//! Single status LED, blinked on mode changes.

use embedded_hal::digital::{OutputPin, PinState};

use crate::error::{Error, PinRole};

pub struct StatusIndicator<P> {
    pin: P,
    on: bool,
}

impl<P: OutputPin> StatusIndicator<P> {
    pub fn new(pin: P) -> Self {
        Self { pin, on: false }
    }

    pub fn set(&mut self, on: bool) -> Result<(), Error> {
        self.pin
            .set_state(PinState::from(on))
            .map_err(|_| Error::Pin(PinRole::Indicator))?;
        self.on = on;
        Ok(())
    }

    pub fn is_on(&self) -> bool {
        self.on
    }
}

## TASK GOAL
Output the complete data verbatim.

## RESPONSE AREA
//! Single status LED, blinked on mode changes.

use embedded_hal::digital::{OutputPin, PinState};

use crate::error::{Error, PinRole};

pub struct StatusIndicator<P> {
    pin: P,
    on: bool,
}

impl<P: OutputPin> StatusIndicator<P> {
    pub fn new(pin: P) -> Self {
        Self { pin, on: false }
    }

    pub fn set(&mut self, on: bool) -> Result<(), Error> {
        self.pin
            .set_state(PinState::from(on))
            .map_err(|_| Error::Pin(PinRole::Indicator))?;
        self.on = on;
        Ok(())
    }

    pub fn is_on(&self) -> bool {
        self.on
    }
}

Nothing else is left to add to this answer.